Uygulama Örnekleriyle Konuyu Netleştirelim;
Aslında düzenlemelerin her ikisinde de veri minimizasyonu ilkesine sıkı sıkıya bağlılık mevcuttur ve gerektiğinden fazla kişisel veri işlenmez. Örneğin, bir şirket müşterilerine bir hizmet sunarken, yalnızca hizmetin sağlanması için gerekli olan bilgileri toplamalı ve topladığı bilgileri de belirlenen süre kadar depolamalıdır.
Bu tarafta konuyu örneklendirirken üç ana başlıkta ele alabiliriz. Bunlar, Veri Toplama, Veri Depolama ve Anonimleştirme şeklindedir:
- Veri Toplama Formları: İlgili formlar yalnızca gerekli bilgileri içermelidir. Örneğin, bir müşteri destek formu yalnızca isim, e-posta ve konuya dair soruların ayrıntılarını isteyebilir; ancak telefon numarası gibi ek bilgiler gereksiz olabilir.
- Veri Depolama: Verilerin saklanma süresi sınırlı olmalı ve sadece gerekli süre boyunca saklanmalıdır. Verilerin saklanma sürelerine dair bilgiler ise Kayıt İmha Prosedürü’nde belirtilmelidir.
- Anonimleştirme: İhtiyaç olmadığında veriler anonim hale getirilmeli veya belirli bir kişiyi tanımlamayacak şekilde düzenlenmelidir.
Stratejik Silme;
Tüm bu süreçlere ek olarak sunuculardan düzenli periyotlarla eski verileri temizlediğinizde, erişilen verilerin gerçekten değerli olduğunu ve güvenlik tehdidi oluşturmadığını garantilersiniz. Bu nedenle, tüm veri minimizasyon planları silme protokolleri içermelidir.

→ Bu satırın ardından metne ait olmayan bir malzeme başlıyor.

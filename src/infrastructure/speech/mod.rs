mod elevenlabs_synthesizer;

pub use elevenlabs_synthesizer::ElevenLabsSynthesizer;
mod avatar_cache_store;
mod blob_store;
mod failure_log;
mod llm_client;
mod media_adapter;
mod render_job_api;
mod repository_error;
mod session_repository;
mod speech_synthesizer;
mod transcription_engine;

pub use avatar_cache_store::{AvatarCacheMap, AvatarCacheStore, CacheStoreError};
pub use blob_store::{BlobStore, BlobStoreError};
pub use failure_log::FailureLog;
pub use llm_client::{LlmClient, LlmClientError, decode_completion};
pub use media_adapter::{MediaAdapter, MediaError};
pub use render_job_api::{RenderApiError, RenderJobApi};
pub use repository_error::RepositoryError;
pub use session_repository::SessionRepository;
pub use speech_synthesizer::{SpeechSynthesizer, SynthesisError};
pub use transcription_engine::{Transcription, TranscriptionEngine, TranscriptionError};
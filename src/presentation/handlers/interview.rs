use std::io;

use axum::Json;
use axum::extract::{Multipart, Path, State};
use axum::http::{StatusCode, header};
use axum::response::{IntoResponse, Response};
use bytes::Bytes;
use futures::{StreamExt, TryStreamExt};
use serde::{Deserialize, Serialize};

use crate::application::ports::SynthesisError;
use crate::application::services::{EnqueueError, EnqueueOutcome};
use crate::domain::{IntentDecision, InterviewSession, SessionId, SessionStatus, StoragePath};
use crate::presentation::state::AppState;

use super::error::error_response;

#[derive(Debug, Default, Deserialize)]
pub struct StartInterviewRequest {
    #[serde(default)]
    pub name: String,
    #[serde(default)]
    pub email: String,
}

#[derive(Serialize)]
pub struct StartInterviewResponse {
    #[serde(rename = "sessionId")]
    pub session_id: String,
    pub status: &'static str,
}

#[derive(Debug, Deserialize)]
pub struct SynthesizeRequest {
    pub text: String,
}

#[derive(Serialize)]
pub struct CompleteInterviewResponse {
    pub session_id: String,
    pub status: &'static str,
    pub bytes: u64,
    pub queued: bool,
}

#[tracing::instrument(skip(state, request))]
pub async fn start_interview_handler(
    State(state): State<AppState>,
    Json(request): Json<StartInterviewRequest>,
) -> Response {
    let session = InterviewSession::new(request.name, request.email);

    if let Err(e) = state.session_repository.put(&session).await {
        tracing::error!(error = %e, "Failed to create session");
        return error_response(StatusCode::INTERNAL_SERVER_ERROR, "Failed to create session");
    }

    tracing::info!(session_id = %session.id, "Interview session started");
    (
        StatusCode::CREATED,
        Json(StartInterviewResponse {
            session_id: session.id.to_string(),
            status: session.status.as_str(),
        }),
    )
        .into_response()
}

/// Always answers with a decision; malformed forms move the interview on.
#[tracing::instrument(skip(state, multipart))]
pub async fn analyze_answer_handler(
    State(state): State<AppState>,
    mut multipart: Multipart,
) -> Json<IntentDecision> {
    let mut audio: Option<Bytes> = None;
    let mut question_text = String::new();
    let mut attempt: u32 = 0;

    loop {
        let field = match multipart.next_field().await {
            Ok(Some(field)) => field,
            Ok(None) => break,
            Err(e) => {
                tracing::warn!(error = %e, "Failed to read analyze form");
                return Json(IntentDecision::advance("Form Parse Error", ""));
            }
        };

        match field.name().unwrap_or_default() {
            "file" => match field.bytes().await {
                Ok(bytes) => audio = Some(bytes),
                Err(e) => {
                    tracing::warn!(error = %e, "Failed to read answer audio");
                    return Json(IntentDecision::advance("Form Parse Error", ""));
                }
            },
            "question_text" => question_text = field.text().await.unwrap_or_default(),
            "attempt" => {
                attempt = field
                    .text()
                    .await
                    .ok()
                    .and_then(|t| t.trim().parse().ok())
                    .unwrap_or(0);
            }
            _ => {}
        }
    }

    let Some(audio) = audio.filter(|a| !a.is_empty()) else {
        tracing::info!("No answer audio received, advancing");
        return Json(IntentDecision::advance("No Audio File", ""));
    };

    Json(
        state
            .intent_router
            .decide(&audio, &question_text, attempt)
            .await,
    )
}

#[tracing::instrument(skip(state, multipart), fields(session_id = %session_id))]
pub async fn complete_interview_handler(
    State(state): State<AppState>,
    Path(session_id): Path<String>,
    mut multipart: Multipart,
) -> Response {
    let session_id = SessionId::from_raw(session_id);
    let mut session = match state.session_repository.get_by_id(&session_id).await {
        Ok(Some(session)) => session,
        Ok(None) => return error_response(StatusCode::NOT_FOUND, "Interview not found"),
        Err(e) => {
            tracing::error!(error = %e, "Failed to load session");
            return error_response(StatusCode::INTERNAL_SERVER_ERROR, "Failed to load session");
        }
    };

    // Refused before any byte is written so an accepted recording is never replaced.
    if !session.status.can_transition_to(SessionStatus::Uploaded) {
        tracing::warn!(status = %session.status, "Recording upload refused for session state");
        return error_response(
            StatusCode::CONFLICT,
            format!("Interview is {}, recording cannot be replaced", session.status),
        );
    }

    let path = StoragePath::recording(&session_id);
    let mut stored: Option<u64> = None;
    loop {
        let field = match multipart.next_field().await {
            Ok(Some(field)) => field,
            Ok(None) => break,
            Err(e) => {
                return error_response(
                    StatusCode::BAD_REQUEST,
                    format!("Failed to read multipart: {}", e),
                );
            }
        };
        if field.name() != Some("file") {
            continue;
        }

        let stream = field
            .map_err(io::Error::other)
            .boxed();
        match state.blob_store.store(&path, stream, None).await {
            Ok(bytes) => stored = Some(bytes),
            Err(e) => {
                tracing::error!(error = %e, "Recording upload failed");
                return error_response(
                    StatusCode::INTERNAL_SERVER_ERROR,
                    format!("Upload failed: {}", e),
                );
            }
        }
        break;
    }

    let Some(bytes) = stored else {
        return error_response(StatusCode::UNPROCESSABLE_ENTITY, "No file uploaded");
    };

    if let Err(e) = session.attach_recording(path) {
        tracing::warn!(error = %e, "Recording uploaded for a session in the wrong state");
        return error_response(StatusCode::CONFLICT, e.to_string());
    }
    if let Err(e) = state.session_repository.put(&session).await {
        tracing::error!(error = %e, "Failed to persist uploaded session");
        return error_response(StatusCode::INTERNAL_SERVER_ERROR, "Failed to update session");
    }
    tracing::info!(bytes, "Recording uploaded");

    let queued = match state.processing_queue.enqueue(session_id.clone()) {
        Ok(EnqueueOutcome::Queued) => true,
        Ok(EnqueueOutcome::AlreadyInFlight) => false,
        Err(EnqueueError::QueueFull) | Err(EnqueueError::Closed) => {
            tracing::error!("Processing queue unavailable; session left uploaded for retry");
            return error_response(
                StatusCode::SERVICE_UNAVAILABLE,
                "Recording stored but processing is unavailable, retry later",
            );
        }
    };

    (
        StatusCode::ACCEPTED,
        Json(CompleteInterviewResponse {
            session_id: session_id.to_string(),
            status: "processing",
            bytes,
            queued,
        }),
    )
        .into_response()
}

fn audio_response(audio: Vec<u8>) -> Response {
    (
        StatusCode::OK,
        [
            (header::CONTENT_TYPE, "audio/mpeg"),
            (header::ACCESS_CONTROL_EXPOSE_HEADERS, "Content-Length, Content-Type"),
        ],
        audio,
    )
        .into_response()
}

fn synthesis_error_response(error: SynthesisError) -> Response {
    tracing::error!(error = %error, "Speech synthesis failed");
    let status = match &error {
        SynthesisError::EmptyText => StatusCode::BAD_REQUEST,
        SynthesisError::ApiRequestFailed(_) | SynthesisError::EmptyAudio => StatusCode::BAD_GATEWAY,
    };
    error_response(status, format!("TTS generation failed: {}", error))
}

/// Spoken audio for one of the interview's scripted prompts.
#[tracing::instrument(skip(state))]
pub async fn script_audio_handler(
    State(state): State<AppState>,
    Path(key): Path<String>,
) -> Response {
    let Some(text) = state.interview_script.script_text(&key) else {
        return error_response(StatusCode::NOT_FOUND, "Audio not found");
    };

    match state.speech_synthesizer.synthesize(text).await {
        Ok(audio) => {
            tracing::debug!(bytes = audio.len(), "Script audio synthesized");
            audio_response(audio)
        }
        Err(e) => synthesis_error_response(e),
    }
}

/// Spoken audio for ad-hoc conductor lines such as nudges and rephrasings.
#[tracing::instrument(skip(state, request), fields(chars = request.text.len()))]
pub async fn synthesize_handler(
    State(state): State<AppState>,
    Json(request): Json<SynthesizeRequest>,
) -> Response {
    if request.text.trim().is_empty() {
        return synthesis_error_response(SynthesisError::EmptyText);
    }

    match state.speech_synthesizer.synthesize(&request.text).await {
        Ok(audio) => audio_response(audio),
        Err(e) => synthesis_error_response(e),
    }
}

Son olarak şunu belirtmek isterim ki bu ilkenin uygulanmaması, GDPR ve KVKK kapsamında ciddi cezalarla sonuçlanabilir. Veri işleyen tüm kurumların, veri minimizasyonu ilkesini içeren Veri Koruma Politikalarını oluşturması ve ilgili politikalara uygun hareket etmesi büyük önem taşır.